Is there something about your using it the other day (week?) that was worse than other times? For example, did he maybe think that using was a thing of your past? Or did you provide details that you haven't usually before?

I think the best thing for you to do is to just acknowledge his pain. Obviously, the majority of people who use marijuana will be able to do so safely, just like the majority of experiences involving alcohol are safe (e.g. as long as you don't drive, overdose etc), but if he has experienced trauma where someone in his life died because of drug use or alcohol use, he might have a reaction that's completely disproportionate to what the rest of us would do. It doesn't make it ok for him to get mad at you or angry with you, but I do think that empathizing with how much pain that causes him and how it's hard for him to be objective will make it a lot easier in resolving this. I don't think the right thing to do here would be to shut down his feelings; his feelings matter, his ability to express those feelings matter, and he might have reacted the way he did because, whether he realizes it or not, he might be taking your use of edibles as a flagrant disregard for your life or how your risking your safety would hurt him (and others like your family and friends) in addition to harming yourself; if he feels like he's not being heard or like you're being to casual about something he thinks is really serious, it explains his reaction.

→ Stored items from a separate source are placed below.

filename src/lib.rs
pub mod api;
pub mod config;
pub mod error;
pub mod models;
pub mod services;
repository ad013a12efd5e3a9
pub mod handlers;
pub mod routes;
pub mod state;

pub use routes::create_router;
pub use state::AppState;
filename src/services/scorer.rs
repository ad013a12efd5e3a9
use std::cmp::Ordering;

use rand::Rng;
use serde::{Deserialize, Serialize};

use super::catalogue::Catalogue;
use super::features::is_recent;
use super::math::{dot, sigmoid};
use crate::models::PreferenceState;

/// Positions considered for the epsilon-greedy swap with the top slot
const JITTER_FIRST: usize = 3;
const JITTER_LAST: usize = 12;

/// Heuristic bonuses added on top of the learned relevance
#[derive(Debug, Clone, Copy, PartialEq, Serialize, Deserialize)]
pub struct ScoringParams {
    /// Bonus for items this session has not been shown yet
    pub novelty_bonus: f64,
    /// Extra bonus for unexplored series and shorts
    pub series_novelty_bonus: f64,
    /// Bonus for recent releases, offsets the pull of older well-rated titles
    pub era_bonus: f64,
}

impl Default for ScoringParams {
    fn default() -> Self {
        Self {
            novelty_bonus: 0.08,
            series_novelty_bonus: 0.04,
            era_bonus: 0.3,
        }
    }
}

/// A catalogue position with its score
#[derive(Debug, Clone, Copy, PartialEq)]
pub struct ScoredItem {
    pub index: usize,
    pub score: f64,
}

/// Scores one catalogue item against the session state
pub fn score(catalogue: &Catalogue, idx: usize, state: &PreferenceState, params: &ScoringParams) -> f64 {
    let item = catalogue.item(idx);
    let vector = catalogue.vector(idx);

    let relevance = sigmoid(dot(&state.weights, vector.as_slice()));

    let mut novelty = 0.0;
    if !state.is_explored(&item.id) {
        novelty += params.novelty_bonus;
        if item.kind.is_short_form() {
            novelty += params.series_novelty_bonus;
        }
    }

    let era = if is_recent(vector) { params.era_bonus } else { 0.0 };

    relevance + novelty + era
}

/// Scores every non-hidden item, best first. Ties keep catalogue order.
pub fn rank(catalogue: &Catalogue, state: &PreferenceState, params: &ScoringParams) -> Vec<ScoredItem> {
    let mut scored: Vec<ScoredItem> = (0..catalogue.len())
        .filter(|&idx| !state.is_hidden(&catalogue.item(idx).id))
        .map(|idx| ScoredItem {
            index: idx,
            score: score(catalogue, idx, state, params),
        })
        .collect();

    scored.sort_by(|a, b| {
        b.score
            .partial_cmp(&a.score)
            .unwrap_or(Ordering::Equal)
            .then(a.index.cmp(&b.index))
    });
    scored
}

/// Epsilon-greedy serving perturbation.
///
/// With probability `exploration_rate` swaps the first entry with one drawn
/// from positions `3..=min(12, len - 1)`. Only the order changes. Returns the
/// swapped position, if any.
pub fn apply_exploration_jitter<T, R: Rng + ?Sized>(
    served: &mut [T],
    exploration_rate: f64,
    rng: &mut R,
) -> Option<usize> {
    if served.len() <= JITTER_FIRST || exploration_rate <= 0.0 {
        return None;
    }
    if !rng.gen_bool(exploration_rate.min(1.0)) {
        return None;
    }
    let last = JITTER_LAST.min(served.len() - 1);
    let pick = rng.gen_range(JITTER_FIRST..=last);
    served.swap(0, pick);
    Some(pick)
}
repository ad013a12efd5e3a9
use axum::http::HeaderName;
use tower::ServiceBuilder;
use tower_http::{
    cors::CorsLayer,
    request_id::{MakeRequestUuid, PropagateRequestIdLayer, SetRequestIdLayer},
    trace::TraceLayer,
};
use tracing_subscriber::{layer::SubscriberExt, util::SubscriberInitExt, EnvFilter};

use trailer_taste::{
    api::{create_router, AppState},
    config::Config,
    services::{load_catalogue, Catalogue, JsonFileCatalogue},
};

/// HTTP header carrying the request correlation id
const REQUEST_ID_HEADER: &str = "x-request-id";

#[tokio::main]
async fn main() -> anyhow::Result<()> {
    tracing_subscriber::registry()
        .with(
            EnvFilter::try_from_default_env()
                .unwrap_or_else(|_| "trailer_taste=debug,tower_http=debug".into()),
        )
        .with(tracing_subscriber::fmt::layer())
        .init();

    let config = Config::from_env()?;

    // Load the startup catalogue, if one is configured
    let catalogue = match &config.catalogue_path {
        Some(path) => load_catalogue(&JsonFileCatalogue::new(path)).await?,
        None => {
            tracing::warn!("CATALOGUE_PATH not set, starting with an empty catalogue");
            Catalogue::default()
        }
    };

    let state = AppState::new(catalogue, config.engine(), config.rng_seed);

    let request_id = HeaderName::from_static(REQUEST_ID_HEADER);
    let app = create_router(state).layer(
        ServiceBuilder::new()
            .layer(SetRequestIdLayer::new(request_id.clone(), MakeRequestUuid))
            .layer(TraceLayer::new_for_http())
            .layer(PropagateRequestIdLayer::new(request_id))
            .layer(CorsLayer::permissive()),
    );

    let addr = format!("{}:{}", config.host, config.port);
    let listener = tokio::net::TcpListener::bind(&addr).await?;
    tracing::info!(address = %addr, "Server running");
    axum::serve(listener, app).await?;

    Ok(())
}
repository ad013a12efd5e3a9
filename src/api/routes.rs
use axum::{
    routing::{get, post},
    Router,
};

use super::handlers;
use super::AppState;

/// Creates the main API router with all routes
pub fn create_router(state: AppState) -> Router {
    Router::new()
        .route("/health", get(handlers::health_check))
        .nest("/api/v1", api_routes())
        .with_state(state)
}

/// API routes under /api/v1
fn api_routes() -> Router<AppState> {
    Router::new()
        // Catalogue
        .route(
            "/catalogue",
            get(handlers::get_catalogue).put(handlers::replace_catalogue),
        )
        // Sessions
        .route("/sessions", post(handlers::create_session))
        .route(
            "/sessions/:id",
            get(handlers::get_session).delete(handlers::delete_session),
        )
        // Onboarding
        .route("/sessions/:id/pair", get(handlers::next_pair))
        .route("/sessions/:id/votes", post(handlers::submit_vote))
        .route("/sessions/:id/skip", post(handlers::skip))
        .route("/sessions/:id/reset", post(handlers::reset))
        .route("/sessions/:id/exploration", post(handlers::adjust_exploration))
        // Item feedback
        .route("/sessions/:id/hide", post(handlers::hide))
        .route("/sessions/:id/unhide", post(handlers::unhide))
        .route("/sessions/:id/like", post(handlers::like))
        // Output
        .route("/sessions/:id/recommendations", get(handlers::recommendations))
}
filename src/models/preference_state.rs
use serde::{Deserialize, Serialize};
use std::collections::{BTreeMap, BTreeSet};

use super::{normalize_tag, CatalogueItem, ItemId, FEATURE_DIM};

/// Occurrence counts of attributes seen on winning items
#[derive(Debug, Clone, Default, Serialize, Deserialize, PartialEq)]
pub struct TasteFacets {
    pub genres: BTreeMap<String, u32>,
    pub actors: BTreeMap<String, u32>,
    pub directors: BTreeMap<String, u32>,
    pub eras: BTreeMap<String, u32>,
}

impl TasteFacets {
    /// Folds the winner of a vote into the counters.
    ///
    /// Spellings that normalize to the same tag ("Sci-Fi", "sci fi") share
    /// one counter under the first spelling seen.
    pub fn record(&mut self, item: &CatalogueItem) {
        for genre in &item.genres {
            bump(&mut self.genres, genre);
        }
        for actor in &item.actors {
            bump(&mut self.actors, actor);
        }
        if let Some(director) = item.director.as_deref() {
            bump(&mut self.directors, director);
        }
        if let Some(era) = item.era_bucket() {
            *self.eras.entry(era).or_insert(0) += 1;
        }
    }

    pub fn is_empty(&self) -> bool {
        self.genres.is_empty()
            && self.actors.is_empty()
            && self.directors.is_empty()
            && self.eras.is_empty()
    }
}

fn bump(counts: &mut BTreeMap<String, u32>, raw: &str) {
    let key = normalize_tag(raw);
    if key.is_empty() {
        return;
    }
    let existing = counts.keys().find(|k| normalize_tag(k) == key).cloned();
    let label = existing.unwrap_or_else(|| raw.trim().to_string());
    *counts.entry(label).or_insert(0) += 1;
}

/// Per-session learned taste. Lives in memory only and is dropped with the session.
#[derive(Debug, Clone, Serialize, Deserialize, PartialEq)]
pub struct PreferenceState {
    /// Weight vector, unit L2 norm after every non-degenerate update
    pub weights: Vec<f64>,
    /// Votes recorded so far
    pub choices: u32,
    pub explored: BTreeSet<ItemId>,
    pub hidden: BTreeSet<ItemId>,
    pub likes: BTreeSet<ItemId>,
    pub exploration_rate: f64,
    pub facets: TasteFacets,
}

impl PreferenceState {
    /// Creates an empty state with zeroed weights
    pub fn new(exploration_rate: f64) -> Self {
        Self {
            weights: vec![0.0; FEATURE_DIM],
            choices: 0,
            explored: BTreeSet::new(),
            hidden: BTreeSet::new(),
            likes: BTreeSet::new(),
            exploration_rate,
            facets: TasteFacets::default(),
        }
    }

    /// Clears everything back to initial values in place
    pub fn reset(&mut self, exploration_rate: f64) {
        self.weights.clear();
        self.weights.resize(FEATURE_DIM, 0.0);
        self.choices = 0;
        self.explored.clear();
        self.hidden.clear();
        self.likes.clear();
        self.exploration_rate = exploration_rate;
        self.facets = TasteFacets::default();
    }

    pub fn mark_explored(&mut self, id: &ItemId) {
        self.explored.insert(id.clone());
    }

    pub fn is_explored(&self, id: &ItemId) -> bool {
        self.explored.contains(id)
    }

    pub fn hide(&mut self, id: ItemId) {
        self.hidden.insert(id);
    }

    /// Returns true if the id was hidden
    pub fn unhide(&mut self, id: &ItemId) -> bool {
        self.hidden.remove(id)
    }

    pub fn is_hidden(&self, id: &ItemId) -> bool {
        self.hidden.contains(id)
    }

    pub fn like(&mut self, id: ItemId) {
        self.likes.insert(id);
    }

    /// Moves the exploration rate by `delta`, clamped to `[min, max]`
    pub fn adjust_exploration(&mut self, delta: f64, min: f64, max: f64) -> f64 {
        let next = self.exploration_rate + delta;
        self.exploration_rate = if next.is_nan() {
            self.exploration_rate
        } else {
            next.clamp(min, max)
        };
        self.exploration_rate
    }
}
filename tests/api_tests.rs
use axum::http::StatusCode;
use axum_test::TestServer;
use serde_json::{json, Value};

use trailer_taste::api::{create_router, AppState};
use trailer_taste::config::EngineConfig;
use trailer_taste::models::CatalogueItem;
use trailer_taste::services::Catalogue;

fn sample_catalogue() -> Vec<CatalogueItem> {
    let genres = [
        "Action", "Drama", "Comedy", "Thriller", "Sci-Fi", "Animation", "Documentary", "Horror",
    ];
    (0..24)
        .map(|i| {
            CatalogueItem::new(format!("tt{:07}", i), format!("Title {}", i))
                .with_year(1985 + i as i32 * 2)
                .with_genres(&[genres[i % genres.len()]])
                .with_director(format!("Director {}", i % 10))
        })
        .collect()
}

fn create_test_server() -> TestServer {
    let state = AppState::new(
        Catalogue::new(sample_catalogue()),
        EngineConfig::default(),
        Some(42),
    );
    let app = create_router(state);
    TestServer::new(app).unwrap()
}

async fn create_session(server: &TestServer) -> String {
    let response = server.post("/api/v1/sessions").json(&json!({})).await;
    response.assert_status(StatusCode::CREATED);
    let body: Value = response.json();
    body["id"].as_str().unwrap().to_string()
}

async fn vote_on_next_pair(server: &TestServer, session: &str) -> Value {
    let pair: Value = server
        .get(&format!("/api/v1/sessions/{}/pair", session))
        .await
        .json();
    let response = server
        .post(&format!("/api/v1/sessions/{}/votes", session))
        .json(&json!({
            "winner_id": pair["left"]["id"],
            "loser_id": pair["right"]["id"]
        }))
        .await;
    response.assert_status_ok();
    response.json()
}

#[tokio::test]
async fn test_health_check() {
    let server = create_test_server();
    let response = server.get("/health").await;
    response.assert_status_ok();
}

#[tokio::test]
async fn test_replace_and_get_catalogue() {
    let server = create_test_server();

    let response = server
        .put("/api/v1/catalogue")
        .json(&json!([
            { "id": "tt0133093", "title": "The Matrix", "year": 1999, "genres": ["Action", "Sci-Fi"] },
            { "id": "tt0111161", "title": "The Shawshank Redemption", "year": 1994, "genres": ["Drama"] },
            { "id": "tt0133093", "title": "Duplicate" }
        ]))
        .await;
    response.assert_status_ok();
    let body: Value = response.json();
    assert_eq!(body["items"], 2);

    let response = server.get("/api/v1/catalogue").await;
    response.assert_status_ok();
    let items: Vec<Value> = response.json();
    assert_eq!(items.len(), 2);
    assert_eq!(items[0]["title"], "The Matrix");
}

#[tokio::test]
async fn test_replace_catalogue_rejects_tiny_catalogue() {
    let server = create_test_server();
    let response = server
        .put("/api/v1/catalogue")
        .json(&json!([{ "id": "tt1", "title": "Alone" }]))
        .await;
    response.assert_status(StatusCode::BAD_REQUEST);
}

#[tokio::test]
async fn test_create_and_get_session() {
    let server = create_test_server();
    let id = create_session(&server).await;

    let response = server.get(&format!("/api/v1/sessions/{}", id)).await;
    response.assert_status_ok();
    let body: Value = response.json();
    assert_eq!(body["state"]["choices"], 0);
    assert_eq!(body["state"]["target_rounds"], 12);
    assert_eq!(body["state"]["onboarding_complete"], false);
    assert_eq!(body["state"]["phase"]["status"], "collecting");
    assert_eq!(body["state"]["weights"].as_array().unwrap().len(), 12);
}

#[tokio::test]
async fn test_create_session_without_body() {
    let server = create_test_server();

    let response = server.post("/api/v1/sessions").await;
    response.assert_status(StatusCode::CREATED);
    let body: Value = response.json();
    assert_eq!(body["state"]["choices"], 0);

    let response = server
        .post("/api/v1/sessions")
        .json(&json!({ "seed": 9 }))
        .await;
    response.assert_status(StatusCode::CREATED);
}

#[tokio::test]
async fn test_unknown_session_is_not_found() {
    let server = create_test_server();
    let response = server
        .get("/api/v1/sessions/6f1c1f8e-8a52-4c1b-9a0e-1d2f3a4b5c6d/pair")
        .await;
    response.assert_status(StatusCode::NOT_FOUND);
}

#[tokio::test]
async fn test_pair_and_vote() {
    let server = create_test_server();
    let id = create_session(&server).await;

    let response = server.get(&format!("/api/v1/sessions/{}/pair", id)).await;
    response.assert_status_ok();
    let pair: Value = response.json();
    assert_ne!(pair["left"]["id"], pair["right"]["id"]);
    assert_eq!(pair["round"], 0);

    let response = server
        .post(&format!("/api/v1/sessions/{}/votes", id))
        .json(&json!({
            "winner_id": pair["left"]["id"],
            "loser_id": pair["right"]["id"]
        }))
        .await;
    response.assert_status_ok();
    let body: Value = response.json();
    assert_eq!(body["phase"]["round"], 1);
    assert_eq!(body["state"]["choices"], 1);

    let norm: f64 = body["state"]["weights"]
        .as_array()
        .unwrap()
        .iter()
        .map(|w| w.as_f64().unwrap().powi(2))
        .sum::<f64>()
        .sqrt();
    assert!((norm - 1.0).abs() < 1e-9);
}

#[tokio::test]
async fn test_malformed_vote_is_rejected() {
    let server = create_test_server();
    let id = create_session(&server).await;

    let response = server
        .post(&format!("/api/v1/sessions/{}/votes", id))
        .json(&json!({ "winner_id": "tt0000001", "loser_id": "tt9999999" }))
        .await;
    response.assert_status(StatusCode::UNPROCESSABLE_ENTITY);
    let body: Value = response.json();
    assert!(body["error"].as_str().unwrap().contains("tt9999999"));

    let state: Value = server.get(&format!("/api/v1/sessions/{}", id)).await.json();
    assert_eq!(state["state"]["choices"], 0);
}

#[tokio::test]
async fn test_full_onboarding_flow() {
    let server = create_test_server();
    let id = create_session(&server).await;

    let mut last = Value::Null;
    for _ in 0..12 {
        last = vote_on_next_pair(&server, &id).await;
    }
    assert_eq!(last["phase"]["status"], "complete");
    assert_eq!(last["state"]["onboarding_complete"], true);

    // No more pairs once onboarding is done
    let response = server.get(&format!("/api/v1/sessions/{}/pair", id)).await;
    response.assert_status(StatusCode::CONFLICT);

    let response = server
        .get(&format!("/api/v1/sessions/{}/recommendations", id))
        .add_query_param("k", 5)
        .await;
    response.assert_status_ok();
    let body: Value = response.json();
    let items = body["items"].as_array().unwrap();
    assert_eq!(items.len(), 5);
    let mut ids: Vec<&str> = items.iter().map(|r| r["item"]["id"].as_str().unwrap()).collect();
    ids.sort();
    ids.dedup();
    assert_eq!(ids.len(), 5);
    assert!(!body["explanation"]["top_genres"].as_array().unwrap().is_empty());
}

#[tokio::test]
async fn test_recommendations_reject_bad_k() {
    let server = create_test_server();
    let id = create_session(&server).await;
    let response = server
        .get(&format!("/api/v1/sessions/{}/recommendations", id))
        .add_query_param("k", 0)
        .await;
    response.assert_status(StatusCode::BAD_REQUEST);
}

#[tokio::test]
async fn test_skip_and_reset() {
    let server = create_test_server();
    let id = create_session(&server).await;

    vote_on_next_pair(&server, &id).await;
    vote_on_next_pair(&server, &id).await;

    let response = server.post(&format!("/api/v1/sessions/{}/skip", id)).await;
    response.assert_status_ok();
    let pair: Value = response.json();
    assert_eq!(pair["round"], 1);

    let response = server.post(&format!("/api/v1/sessions/{}/reset", id)).await;
    response.assert_status_ok();
    let state: Value = response.json();
    assert_eq!(state["choices"], 0);
    assert_eq!(state["explored"], 0);
    assert!(state["weights"]
        .as_array()
        .unwrap()
        .iter()
        .all(|w| w.as_f64().unwrap() == 0.0));
}

#[tokio::test]
async fn test_exploration_is_clamped() {
    let server = create_test_server();
    let id = create_session(&server).await;

    let response = server
        .post(&format!("/api/v1/sessions/{}/exploration", id))
        .json(&json!({ "delta": 5.0 }))
        .await;
    response.assert_status_ok();
    let state: Value = response.json();
    assert_eq!(state["exploration_rate"], 0.45);
}

#[tokio::test]
async fn test_hidden_items_exhaust_pairs() {
    let server = create_test_server();
    server
        .put("/api/v1/catalogue")
        .json(&json!([
            { "id": "tt1", "title": "One", "genres": ["Action"] },
            { "id": "tt2", "title": "Two", "genres": ["Drama"] }
        ]))
        .await
        .assert_status_ok();
    let id = create_session(&server).await;

    server
        .post(&format!("/api/v1/sessions/{}/hide", id))
        .json(&json!({ "item_id": "tt1" }))
        .await
        .assert_status_ok();

    let response = server.get(&format!("/api/v1/sessions/{}/pair", id)).await;
    response.assert_status(StatusCode::CONFLICT);

    server
        .post(&format!("/api/v1/sessions/{}/unhide", id))
        .json(&json!({ "item_id": "tt1" }))
        .await
        .assert_status_ok();

    let response = server.get(&format!("/api/v1/sessions/{}/pair", id)).await;
    response.assert_status_ok();
}

#[tokio::test]
async fn test_like_unknown_item() {
    let server = create_test_server();
    let id = create_session(&server).await;

    let response = server
        .post(&format!("/api/v1/sessions/{}/like", id))
        .json(&json!({ "item_id": "tt404" }))
        .await;
    response.assert_status(StatusCode::UNPROCESSABLE_ENTITY);

    let response = server
        .post(&format!("/api/v1/sessions/{}/like", id))
        .json(&json!({ "item_id": "tt0000003" }))
        .await;
    response.assert_status_ok();
    let state: Value = response.json();
    assert_eq!(state["likes"], json!(["tt0000003"]));
}

#[tokio::test]
async fn test_delete_session() {
    let server = create_test_server();
    let id = create_session(&server).await;

    let response = server.delete(&format!("/api/v1/sessions/{}", id)).await;
    response.assert_status(StatusCode::NO_CONTENT);

    let response = server.get(&format!("/api/v1/sessions/{}", id)).await;
    response.assert_status(StatusCode::NOT_FOUND);
}
use std::collections::BTreeSet;

use rand::seq::SliceRandom;
use rand::Rng;
use serde::{Deserialize, Serialize};

use super::catalogue::Catalogue;
use super::math::{difference, dot, l1_distance};
use super::EngineError;
use crate::models::ItemId;

/// Knobs of the informativeness heuristic
#[derive(Debug, Clone, Copy, PartialEq, Serialize, Deserialize)]
pub struct PairSelectionParams {
    /// Upper bound on the random sample the pairs are drawn from
    pub sample_cap: usize,
    /// Partners examined per anchor in the sample
    pub window: usize,
    pub uncertainty_weight: f64,
    pub distance_weight: f64,
}

impl Default for PairSelectionParams {
    fn default() -> Self {
        Self {
            sample_cap: 120,
            window: 26,
            uncertainty_weight: 0.6,
            distance_weight: 0.4,
        }
    }
}

/// Two catalogue positions to show side by side, with the score that picked them
#[derive(Debug, Clone, Copy, PartialEq)]
pub struct SelectedPair {
    pub left: usize,
    pub right: usize,
    pub informativeness: f64,
}

/// How informative asking "A or B?" would be under the current weights.
///
/// High when the model is close to 50/50 on the pair and the two items look
/// clearly different.
pub fn informativeness(weights: &[f64], a: &[f64], b: &[f64], params: &PairSelectionParams) -> f64 {
    let diff = difference(a, b);
    let confidence = dot(weights, &diff).abs();
    let uncertainty = (1.0 - confidence.min(1.0) * 2.0).clamp(0.0, 1.0);

    let dim = a.len().max(b.len()).max(1) as f64;
    let distance = (l1_distance(a, b) / dim).clamp(0.0, 1.0);

    params.uncertainty_weight * uncertainty + params.distance_weight * distance
}

/// Proposes the next comparison pair.
///
/// Samples at most `sample_cap` eligible items, scores each anchor against
/// the next `window` items of the sample, and returns the most informative
/// pair. Ties keep the first pair found.
pub fn select_pair<R: Rng + ?Sized>(
    catalogue: &Catalogue,
    weights: &[f64],
    exclude: &BTreeSet<ItemId>,
    params: &PairSelectionParams,
    rng: &mut R,
) -> Result<SelectedPair, EngineError> {
    let mut pool: Vec<usize> = (0..catalogue.len())
        .filter(|&idx| !exclude.contains(&catalogue.item(idx).id))
        .collect();

    if pool.len() < 2 {
        return Err(EngineError::InsufficientCandidates {
            available: pool.len(),
        });
    }

    pool.shuffle(rng);
    pool.truncate(params.sample_cap.max(2));

    let window = params.window.max(1);
    let mut best: Option<SelectedPair> = None;

    for (i, &anchor) in pool.iter().enumerate() {
        let end = (i + 1 + window).min(pool.len());
        for &partner in &pool[i + 1..end] {
            let score = informativeness(
                weights,
                catalogue.vector(anchor).as_slice(),
                catalogue.vector(partner).as_slice(),
                params,
            );
            if best.map_or(true, |b| score > b.informativeness) {
                best = Some(SelectedPair {
                    left: anchor,
                    right: partner,
                    informativeness: score,
                });
            }
        }
    }

    best.ok_or(EngineError::InsufficientCandidates {
        available: pool.len(),
    })
}
//! Extension points for checks the contract cannot express.

use crate::model::{Request, Response};
use crate::path::ApiOperation;
use crate::report::ValidationReport;

/// An additional request check, run after the contract checks.
///
/// Closures with the same signature implement this trait.
pub trait CustomRequestValidator: Send + Sync {
    /// Validates `request`, which resolved to `operation`.
    fn validate(&self, request: &Request, operation: &ApiOperation) -> ValidationReport;
}

impl<F> CustomRequestValidator for F
where
    F: Fn(&Request, &ApiOperation) -> ValidationReport + Send + Sync,
{
    fn validate(&self, request: &Request, operation: &ApiOperation) -> ValidationReport {
        self(request, operation)
    }
}

/// An additional response check, run after the contract checks.
pub trait CustomResponseValidator: Send + Sync {
    /// Validates `response` to a request that resolved to `operation`.
    fn validate(&self, response: &Response, operation: &ApiOperation) -> ValidationReport;
}

impl<F> CustomResponseValidator for F
where
    F: Fn(&Response, &ApiOperation) -> ValidationReport + Send + Sync,
{
    fn validate(&self, response: &Response, operation: &ApiOperation) -> ValidationReport {
        self(response, operation)
    }
}
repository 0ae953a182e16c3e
//! Case-insensitive, multi-valued header map.

use indexmap::IndexMap;

/// HTTP headers keyed case-insensitively, preserving insertion order and every
/// value sent for a name.
#[derive(Debug, Clone, Default, PartialEq, Eq)]
pub struct Headers {
    // lower-cased name -> (name as first sent, values)
    entries: IndexMap<String, (String, Vec<String>)>,
}

impl Headers {
    /// Creates an empty header map.
    pub fn new() -> Self {
        Self::default()
    }

    /// Appends a value for `name`, keeping any existing values.
    pub fn append(&mut self, name: impl Into<String>, value: impl Into<String>) {
        let name = name.into();
        self.entries
            .entry(name.to_ascii_lowercase())
            .or_insert_with(|| (name, Vec::new()))
            .1
            .push(value.into());
    }

    /// All values sent for `name`, in order. Empty when absent.
    pub fn get_all(&self, name: &str) -> &[String] {
        self.entries
            .get(&name.to_ascii_lowercase())
            .map(|(_, values)| values.as_slice())
            .unwrap_or(&[])
    }

    /// The first value sent for `name`.
    pub fn first(&self, name: &str) -> Option<&str> {
        self.get_all(name).first().map(String::as_str)
    }

    /// Whether `name` was sent at all.
    pub fn contains(&self, name: &str) -> bool {
        self.entries.contains_key(&name.to_ascii_lowercase())
    }

    /// Iterates `(name, values)` pairs using the name as first sent.
    pub fn iter(&self) -> impl Iterator<Item = (&str, &[String])> {
        self.entries
            .values()
            .map(|(name, values)| (name.as_str(), values.as_slice()))
    }

    /// Number of distinct header names.
    pub fn len(&self) -> usize {
        self.entries.len()
    }

    /// Whether no headers are present.
    pub fn is_empty(&self) -> bool {
        self.entries.is_empty()
    }
}

impl<K: Into<String>, V: Into<String>> FromIterator<(K, V)> for Headers {
    fn from_iter<T: IntoIterator<Item = (K, V)>>(iter: T) -> Self {
        let mut headers = Headers::new();
        for (name, value) in iter {
            headers.append(name, value);
        }
        headers
    }
}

Acknowledging his reaction/feelings I think will help because I don't feel like a "it's my choice and it's perfectly safe" attitude will help when he has a very real reason to find drug use uncomfortable.

Next, I would try to let him know you're sorry that if the way you brought it up, or the way you described it, etc upset him, and that was never your intention (see "acknowledging his feelings") and that you'd like to talk about a reasonable way to proceed. While you are totally ok to keep using the edibles; make the space to find out what makes him so uncomfortable about it, see how you can show him that you're being safe (because it's just marijuana, but, again, he has that trauma of drug-related loss, so he doesn't see it that way), and what he needs so that you can still occasionally use it but he'll know you're ok when it happens.